Collected data:
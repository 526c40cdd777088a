use cdt_core::errors::{CdtError, ErrorInfo};
use cdt_core::FitResult;
use serde::{Deserialize, Serialize};
use tracing::warn;

use crate::autocov::{mean, AutocorrelationProfile};
use crate::solver::{levenberg_marquardt, Model, Problem, Solution};

fn default_max_iters() -> usize {
    200
}

fn default_xtol() -> f64 {
    1e-10
}

fn default_ftol() -> f64 {
    1e-10
}

/// Solver configuration shared by every parametric fit.
#[derive(Debug, Clone, Serialize, Deserialize, PartialEq)]
pub struct FitOpts {
    /// Maximum number of accepted Levenberg-Marquardt iterations.
    #[serde(default = "default_max_iters")]
    pub max_iters: usize,
    /// Relative step size below which the solver stops.
    #[serde(default = "default_xtol")]
    pub xtol: f64,
    /// Relative reduction of the squared residuals below which the solver stops.
    #[serde(default = "default_ftol")]
    pub ftol: f64,
    /// Reject fits whose parameter of interest has `stderr / estimate` above this.
    #[serde(default)]
    pub max_relative_error: Option<f64>,
    /// Treat supplied sigmas as absolute (do not rescale by the reduced chi-square).
    #[serde(default)]
    pub absolute_sigma: bool,
    /// Starting point overriding the data-driven guess, in model parameter order.
    #[serde(default)]
    pub initial_guess: Option<Vec<f64>>,
}

impl Default for FitOpts {
    fn default() -> Self {
        Self {
            max_iters: default_max_iters(),
            xtol: default_xtol(),
            ftol: default_ftol(),
            max_relative_error: None,
            absolute_sigma: false,
            initial_guess: None,
        }
    }
}

impl FitOpts {
    /// Returns a copy rejecting fits above the given relative error.
    pub fn with_max_relative_error(mut self, threshold: f64) -> Self {
        self.max_relative_error = Some(threshold);
        self
    }
}

/// Fit quality information accompanying every estimate.
#[derive(Debug, Clone, PartialEq, Serialize, Deserialize)]
pub struct FitDiagnostics {
    /// Parameter names in covariance order.
    pub parameters: Vec<String>,
    /// Accepted solver iterations.
    pub iterations: usize,
    /// Weighted sum of squared residuals at the solution.
    pub sse: f64,
    /// Unweighted residuals `y - f(x)` at the solution.
    pub residuals: Vec<f64>,
    /// Parameter covariance matrix, row-major.
    pub covariance: Vec<Vec<f64>>,
}

impl FitDiagnostics {
    fn from_solution(model: &dyn Model, solution: &Solution) -> Self {
        let covariance = solution
            .covariance
            .row_iter()
            .map(|row| row.iter().copied().collect())
            .collect();
        Self {
            parameters: model.names().iter().map(|name| name.to_string()).collect(),
            iterations: solution.iterations,
            sse: solution.sse,
            residuals: solution.residuals.clone(),
            covariance,
        }
    }
}

/// Result of the exponential-saturation fit `O_eq (1 - exp(-t / t_eq))`.
#[derive(Debug, Clone, PartialEq, Serialize, Deserialize)]
pub struct EquilibrationFit {
    /// Equilibration time in units of `time_unit`.
    pub t_eq: FitResult,
    /// Saturation level of the observable.
    pub o_eq: FitResult,
    /// Solver diagnostics.
    pub diagnostics: FitDiagnostics,
}

/// Result of the exponential-decay fit `exp(-t / t_cor)`.
#[derive(Debug, Clone, PartialEq, Serialize, Deserialize)]
pub struct CorrelationFit {
    /// Correlation time in lags.
    pub t_cor: FitResult,
    /// Solver diagnostics.
    pub diagnostics: FitDiagnostics,
}

/// Result of the power-law fit `A (x - x_c)^nu`.
#[derive(Debug, Clone, PartialEq, Serialize, Deserialize)]
pub struct PowerLawFit {
    /// Exponent.
    pub nu: FitResult,
    /// Amplitude.
    pub amplitude: FitResult,
    /// Offset `x_c`; absent for the origin-anchored form.
    pub offset: Option<FitResult>,
    /// Solver diagnostics.
    pub diagnostics: FitDiagnostics,
}

struct Saturation;

impl Model for Saturation {
    fn names(&self) -> &'static [&'static str] {
        &["o_eq", "t_eq"]
    }

    fn eval(&self, t: f64, params: &[f64]) -> f64 {
        params[0] * (1.0 - (-t / params[1]).exp())
    }

    fn gradient(&self, t: f64, params: &[f64], out: &mut [f64]) {
        let decay = (-t / params[1]).exp();
        out[0] = 1.0 - decay;
        out[1] = -params[0] * decay * t / (params[1] * params[1]);
    }

    fn admissible(&self, params: &[f64], _xs: &[f64]) -> bool {
        params[1] > 0.0
    }
}

struct Decay;

impl Model for Decay {
    fn names(&self) -> &'static [&'static str] {
        &["t_cor"]
    }

    fn eval(&self, t: f64, params: &[f64]) -> f64 {
        (-t / params[0]).exp()
    }

    fn gradient(&self, t: f64, params: &[f64], out: &mut [f64]) {
        out[0] = (-t / params[0]).exp() * t / (params[0] * params[0]);
    }

    fn admissible(&self, params: &[f64], _xs: &[f64]) -> bool {
        params[0] > 0.0
    }
}

struct ShiftedPowerLaw;

impl Model for ShiftedPowerLaw {
    fn names(&self) -> &'static [&'static str] {
        &["nu", "amplitude", "offset"]
    }

    fn eval(&self, x: f64, params: &[f64]) -> f64 {
        params[1] * (x - params[2]).powf(params[0])
    }

    fn gradient(&self, x: f64, params: &[f64], out: &mut [f64]) {
        let [nu, amplitude, offset] = [params[0], params[1], params[2]];
        let base = x - offset;
        let power = base.powf(nu);
        out[0] = amplitude * power * base.ln();
        out[1] = power;
        out[2] = -amplitude * nu * power / base;
    }

    fn admissible(&self, params: &[f64], xs: &[f64]) -> bool {
        xs.iter().all(|&x| x - params[2] > 0.0)
    }
}

struct OriginPowerLaw;

impl Model for OriginPowerLaw {
    fn names(&self) -> &'static [&'static str] {
        &["nu", "amplitude"]
    }

    fn eval(&self, x: f64, params: &[f64]) -> f64 {
        params[1] * x.powf(params[0])
    }

    fn gradient(&self, x: f64, params: &[f64], out: &mut [f64]) {
        let power = x.powf(params[0]);
        out[0] = params[1] * power * x.ln();
        out[1] = power;
    }
}

fn starting_point(
    model: &dyn Model,
    opts: &FitOpts,
    guess: impl FnOnce() -> Vec<f64>,
) -> Result<Vec<f64>, CdtError> {
    match &opts.initial_guess {
        Some(initial) if initial.len() != model.names().len() => Err(CdtError::Range(
            ErrorInfo::new("initial-guess", "initial guess has the wrong number of parameters")
                .with_context("expected", model.names().len())
                .with_context("actual", initial.len()),
        )),
        Some(initial) => Ok(initial.clone()),
        None => Ok(guess()),
    }
}

fn checked(name: &str, result: FitResult, opts: &FitOpts) -> Result<FitResult, CdtError> {
    let Some(threshold) = opts.max_relative_error else {
        return Ok(result);
    };
    let relative = result.relative_error();
    if relative > threshold || !relative.is_finite() {
        warn!(
            parameter = name,
            estimate = result.estimate,
            stderr = result.stderr,
            threshold,
            "fit rejected by relative error threshold"
        );
        return Err(CdtError::FitConvergence(
            ErrorInfo::new("relative-error", "fit uncertainty exceeds the accepted threshold")
                .with_context("parameter", name)
                .with_context("estimate", result.estimate)
                .with_context("stderr", result.stderr)
                .with_context("threshold", threshold),
        ));
    }
    Ok(result)
}

fn parameter(solution: &Solution, idx: usize) -> FitResult {
    FitResult::new(solution.params[idx], solution.stderr(idx))
}

/// Fits `O_eq (1 - exp(-t / t_eq))` to an observable recorded from a fresh start.
///
/// Sample `i` sits at time `i * time_unit`, so with one measurement every
/// tenth of a sweep a `time_unit` of 0.1 yields `t_eq` in sweeps.
pub fn fit_equilibration(
    series: &[f64],
    time_unit: f64,
    opts: &FitOpts,
) -> Result<EquilibrationFit, CdtError> {
    if !(time_unit > 0.0 && time_unit.is_finite()) {
        return Err(CdtError::Range(
            ErrorInfo::new("time-unit", "time unit must be positive").with_context("value", time_unit),
        ));
    }
    let times: Vec<f64> = (0..series.len()).map(|i| i as f64 * time_unit).collect();
    let problem = Problem::new(&times, series, None)?;
    let initial = starting_point(&Saturation, opts, || saturation_guess(&times, series))?;
    let solution = levenberg_marquardt(&Saturation, &problem, initial, opts)?;
    let t_eq = checked("t_eq", parameter(&solution, 1), opts)?;
    Ok(EquilibrationFit {
        t_eq,
        o_eq: parameter(&solution, 0),
        diagnostics: FitDiagnostics::from_solution(&Saturation, &solution),
    })
}

/// Fits `exp(-t / t_cor)` to a normalised autocorrelation profile.
pub fn fit_correlation_time(
    profile: &AutocorrelationProfile,
    opts: &FitOpts,
) -> Result<CorrelationFit, CdtError> {
    let lags: Vec<f64> = profile.lags.iter().map(|&lag| lag as f64).collect();
    let problem = Problem::new(&lags, &profile.values, None)?;
    let initial = starting_point(&Decay, opts, || vec![decay_guess(&lags, &profile.values)])?;
    let solution = levenberg_marquardt(&Decay, &problem, initial, opts)?;
    let t_cor = checked("t_cor", parameter(&solution, 0), opts)?;
    Ok(CorrelationFit {
        t_cor,
        diagnostics: FitDiagnostics::from_solution(&Decay, &solution),
    })
}

/// Fits `A (x - x_c)^nu`, the finite-size scaling form with a critical offset.
pub fn fit_power_law(
    xs: &[f64],
    ys: &[f64],
    sigma: Option<&[f64]>,
    opts: &FitOpts,
) -> Result<PowerLawFit, CdtError> {
    let problem = Problem::new(xs, ys, sigma)?;
    let initial = starting_point(&ShiftedPowerLaw, opts, || shifted_power_guess(xs, ys))?;
    let solution = levenberg_marquardt(&ShiftedPowerLaw, &problem, initial, opts)?;
    let nu = checked("nu", parameter(&solution, 0), opts)?;
    Ok(PowerLawFit {
        nu,
        amplitude: parameter(&solution, 1),
        offset: Some(parameter(&solution, 2)),
        diagnostics: FitDiagnostics::from_solution(&ShiftedPowerLaw, &solution),
    })
}

/// Fits `A x^nu` with the offset pinned at zero.
pub fn fit_power_law_origin(
    xs: &[f64],
    ys: &[f64],
    sigma: Option<&[f64]>,
    opts: &FitOpts,
) -> Result<PowerLawFit, CdtError> {
    if let Some(bad) = xs.iter().find(|&&x| x <= 0.0) {
        return Err(CdtError::Range(
            ErrorInfo::new("non-positive-abscissa", "power law without offset needs x > 0")
                .with_context("value", bad),
        ));
    }
    let problem = Problem::new(xs, ys, sigma)?;
    let initial = starting_point(&OriginPowerLaw, opts, || {
        log_log_guess(xs, ys, 0.0).unwrap_or_else(|| ratio_guess(xs, ys, 0.0))
    })?;
    let solution = levenberg_marquardt(&OriginPowerLaw, &problem, initial, opts)?;
    let nu = checked("nu", parameter(&solution, 0), opts)?;
    Ok(PowerLawFit {
        nu,
        amplitude: parameter(&solution, 1),
        offset: None,
        diagnostics: FitDiagnostics::from_solution(&OriginPowerLaw, &solution),
    })
}

fn saturation_guess(times: &[f64], series: &[f64]) -> Vec<f64> {
    if series.is_empty() {
        return vec![1.0, 1.0];
    }
    let tail = &series[series.len() - (series.len() / 4).max(1)..];
    let mut level = mean(tail);
    if level == 0.0 {
        level = series.iter().fold(0.0f64, |acc, v| acc.max(v.abs())).max(1.0);
    }
    let target = 1.0 - (-1.0f64).exp();
    let span = times.last().copied().unwrap_or(1.0).max(f64::MIN_POSITIVE);
    let t_eq = series
        .iter()
        .zip(times)
        .find(|&(value, _)| value / level >= target)
        .map(|(_, &t)| t)
        .filter(|&t| t > 0.0)
        .unwrap_or(span / 10.0);
    vec![level, t_eq]
}

fn decay_guess(lags: &[f64], values: &[f64]) -> f64 {
    let threshold = (-1.0f64).exp();
    lags.iter()
        .zip(values)
        .find(|&(_, &value)| value < threshold)
        .map(|(&lag, _)| lag)
        .or_else(|| lags.last().copied())
        .filter(|&lag| lag > 0.0)
        .unwrap_or(1.0)
}

fn shifted_power_guess(xs: &[f64], ys: &[f64]) -> Vec<f64> {
    let min = xs.iter().copied().fold(f64::INFINITY, f64::min);
    let max = xs.iter().copied().fold(f64::NEG_INFINITY, f64::max);
    let offset = if min > 0.0 {
        0.0
    } else {
        min - (max - min).max(1.0) * 0.1
    };
    let start = log_log_guess(xs, ys, offset).unwrap_or_else(|| ratio_guess(xs, ys, offset));
    vec![start[0], start[1], offset]
}

/// Linear regression of `ln y` on `ln (x - offset)`.
fn log_log_guess(xs: &[f64], ys: &[f64], offset: f64) -> Option<Vec<f64>> {
    if xs.len() < 2 || ys.iter().any(|&y| y <= 0.0) || xs.iter().any(|&x| x - offset <= 0.0) {
        return None;
    }
    let lx: Vec<f64> = xs.iter().map(|x| (x - offset).ln()).collect();
    let ly: Vec<f64> = ys.iter().map(|y| y.ln()).collect();
    let mx = mean(&lx);
    let my = mean(&ly);
    let sxx: f64 = lx.iter().map(|x| (x - mx) * (x - mx)).sum();
    if sxx == 0.0 {
        return None;
    }
    let sxy: f64 = lx.iter().zip(&ly).map(|(x, y)| (x - mx) * (y - my)).sum();
    let nu = sxy / sxx;
    Some(vec![nu, (my - nu * mx).exp()])
}

fn ratio_guess(xs: &[f64], ys: &[f64], offset: f64) -> Vec<f64> {
    let mx = xs.iter().map(|x| x - offset).sum::<f64>() / xs.len().max(1) as f64;
    let my = ys.iter().sum::<f64>() / ys.len().max(1) as f64;
    let amplitude = if mx != 0.0 { my / mx } else { 1.0 };
    vec![1.0, amplitude]
}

> WHAT TO WORK ON
Print exactly, and only, the lines running from the one that contains "fn ratio_guess(xs: &[f64], ys: &[f64], offset: f64)" to the last line of the records above.

> THE COMPLETED TASK
fn ratio_guess(xs: &[f64], ys: &[f64], offset: f64) -> Vec<f64> {
    let mx = xs.iter().map(|x| x - offset).sum::<f64>() / xs.len().max(1) as f64;
    let my = ys.iter().sum::<f64>() / ys.len().max(1) as f64;
    let amplitude = if mx != 0.0 { my / mx } else { 1.0 };
    vec![1.0, amplitude]
}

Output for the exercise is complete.